[WHAT THE TASK REQUIRES] Reply only with how many lines in these entries hold the string "match".

[SUPPLIED INFORMATION]
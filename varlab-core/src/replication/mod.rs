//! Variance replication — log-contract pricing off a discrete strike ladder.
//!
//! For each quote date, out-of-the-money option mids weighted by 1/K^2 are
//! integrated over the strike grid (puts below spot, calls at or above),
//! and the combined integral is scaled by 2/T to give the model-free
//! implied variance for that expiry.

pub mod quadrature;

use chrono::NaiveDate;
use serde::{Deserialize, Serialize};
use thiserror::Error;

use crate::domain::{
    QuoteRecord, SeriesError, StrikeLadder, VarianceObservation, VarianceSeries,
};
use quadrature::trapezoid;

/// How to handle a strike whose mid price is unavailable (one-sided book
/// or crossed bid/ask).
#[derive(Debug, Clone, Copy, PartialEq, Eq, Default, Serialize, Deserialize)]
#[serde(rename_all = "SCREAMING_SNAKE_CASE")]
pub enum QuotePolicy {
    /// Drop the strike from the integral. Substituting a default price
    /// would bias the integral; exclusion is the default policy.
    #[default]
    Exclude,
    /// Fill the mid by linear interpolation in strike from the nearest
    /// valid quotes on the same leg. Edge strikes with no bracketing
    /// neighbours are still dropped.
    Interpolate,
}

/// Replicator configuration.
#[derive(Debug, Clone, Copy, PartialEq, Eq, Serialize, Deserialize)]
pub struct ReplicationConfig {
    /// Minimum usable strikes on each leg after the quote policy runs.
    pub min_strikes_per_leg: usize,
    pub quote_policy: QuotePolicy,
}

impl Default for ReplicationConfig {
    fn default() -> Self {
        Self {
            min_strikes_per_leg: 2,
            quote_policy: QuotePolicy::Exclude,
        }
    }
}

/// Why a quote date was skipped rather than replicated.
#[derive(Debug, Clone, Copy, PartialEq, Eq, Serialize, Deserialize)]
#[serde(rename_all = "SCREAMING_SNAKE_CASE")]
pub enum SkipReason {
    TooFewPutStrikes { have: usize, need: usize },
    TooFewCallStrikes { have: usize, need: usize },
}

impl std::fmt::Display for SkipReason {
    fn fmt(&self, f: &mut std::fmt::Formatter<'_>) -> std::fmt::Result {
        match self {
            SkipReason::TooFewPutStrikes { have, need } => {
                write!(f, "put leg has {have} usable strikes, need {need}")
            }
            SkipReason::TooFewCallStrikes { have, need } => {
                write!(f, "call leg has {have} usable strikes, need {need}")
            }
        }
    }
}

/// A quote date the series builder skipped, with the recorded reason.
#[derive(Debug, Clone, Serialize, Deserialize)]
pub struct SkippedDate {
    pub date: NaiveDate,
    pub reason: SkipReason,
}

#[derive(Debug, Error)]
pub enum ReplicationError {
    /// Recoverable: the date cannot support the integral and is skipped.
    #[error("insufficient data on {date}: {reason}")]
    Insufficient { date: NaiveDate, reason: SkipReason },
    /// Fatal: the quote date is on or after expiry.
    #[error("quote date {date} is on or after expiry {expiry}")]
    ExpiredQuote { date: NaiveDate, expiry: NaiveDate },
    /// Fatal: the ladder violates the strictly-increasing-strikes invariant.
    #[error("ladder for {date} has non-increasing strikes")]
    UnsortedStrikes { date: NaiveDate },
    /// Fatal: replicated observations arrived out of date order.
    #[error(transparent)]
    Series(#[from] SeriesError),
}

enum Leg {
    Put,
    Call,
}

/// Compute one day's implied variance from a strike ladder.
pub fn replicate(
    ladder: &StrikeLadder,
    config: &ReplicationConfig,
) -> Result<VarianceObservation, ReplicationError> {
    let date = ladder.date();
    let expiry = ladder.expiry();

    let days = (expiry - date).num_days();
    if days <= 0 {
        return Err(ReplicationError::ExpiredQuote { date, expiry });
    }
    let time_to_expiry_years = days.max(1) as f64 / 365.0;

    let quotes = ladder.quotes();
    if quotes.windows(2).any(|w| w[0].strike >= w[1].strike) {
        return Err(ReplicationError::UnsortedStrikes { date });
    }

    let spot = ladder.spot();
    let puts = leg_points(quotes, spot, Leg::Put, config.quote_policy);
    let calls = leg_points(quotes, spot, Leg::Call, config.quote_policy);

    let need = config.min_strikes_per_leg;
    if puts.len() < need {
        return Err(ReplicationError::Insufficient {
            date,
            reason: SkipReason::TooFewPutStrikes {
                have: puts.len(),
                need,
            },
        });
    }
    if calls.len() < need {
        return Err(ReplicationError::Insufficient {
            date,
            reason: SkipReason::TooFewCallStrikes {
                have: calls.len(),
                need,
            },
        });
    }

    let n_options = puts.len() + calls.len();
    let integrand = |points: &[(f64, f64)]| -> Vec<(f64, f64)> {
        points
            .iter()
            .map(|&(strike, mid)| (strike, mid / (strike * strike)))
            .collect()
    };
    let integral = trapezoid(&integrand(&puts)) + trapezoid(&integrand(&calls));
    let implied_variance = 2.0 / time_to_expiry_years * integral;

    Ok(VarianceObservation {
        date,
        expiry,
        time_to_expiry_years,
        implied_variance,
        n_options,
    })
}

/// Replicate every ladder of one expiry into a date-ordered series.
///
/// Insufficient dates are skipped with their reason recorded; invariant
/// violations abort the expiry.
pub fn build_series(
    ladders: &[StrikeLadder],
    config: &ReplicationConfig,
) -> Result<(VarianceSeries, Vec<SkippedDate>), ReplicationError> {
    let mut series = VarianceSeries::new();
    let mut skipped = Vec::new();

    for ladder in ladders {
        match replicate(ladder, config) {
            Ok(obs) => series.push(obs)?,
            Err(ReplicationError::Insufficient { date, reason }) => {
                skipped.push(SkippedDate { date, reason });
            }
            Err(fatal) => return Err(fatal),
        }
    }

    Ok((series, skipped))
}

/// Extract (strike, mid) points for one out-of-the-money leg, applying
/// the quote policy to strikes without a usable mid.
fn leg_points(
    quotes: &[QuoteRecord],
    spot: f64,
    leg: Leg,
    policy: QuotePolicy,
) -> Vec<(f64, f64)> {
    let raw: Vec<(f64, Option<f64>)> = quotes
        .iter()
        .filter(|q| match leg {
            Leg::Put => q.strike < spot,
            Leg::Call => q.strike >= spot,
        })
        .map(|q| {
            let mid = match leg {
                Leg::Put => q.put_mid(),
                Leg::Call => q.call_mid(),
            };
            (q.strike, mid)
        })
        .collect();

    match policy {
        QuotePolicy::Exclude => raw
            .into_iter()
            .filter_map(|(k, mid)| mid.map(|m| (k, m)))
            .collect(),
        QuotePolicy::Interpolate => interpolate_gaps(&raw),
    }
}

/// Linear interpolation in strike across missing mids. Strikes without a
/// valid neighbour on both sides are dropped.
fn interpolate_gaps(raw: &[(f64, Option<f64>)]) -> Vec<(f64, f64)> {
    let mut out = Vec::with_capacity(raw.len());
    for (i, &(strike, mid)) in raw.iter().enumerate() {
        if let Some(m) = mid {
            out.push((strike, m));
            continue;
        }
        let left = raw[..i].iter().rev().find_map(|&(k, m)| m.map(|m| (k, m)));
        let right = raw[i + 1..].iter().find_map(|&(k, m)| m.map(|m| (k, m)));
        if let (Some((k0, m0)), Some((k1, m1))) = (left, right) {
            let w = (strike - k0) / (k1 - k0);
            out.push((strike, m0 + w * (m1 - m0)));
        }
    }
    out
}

[WORKED SOLUTION] 5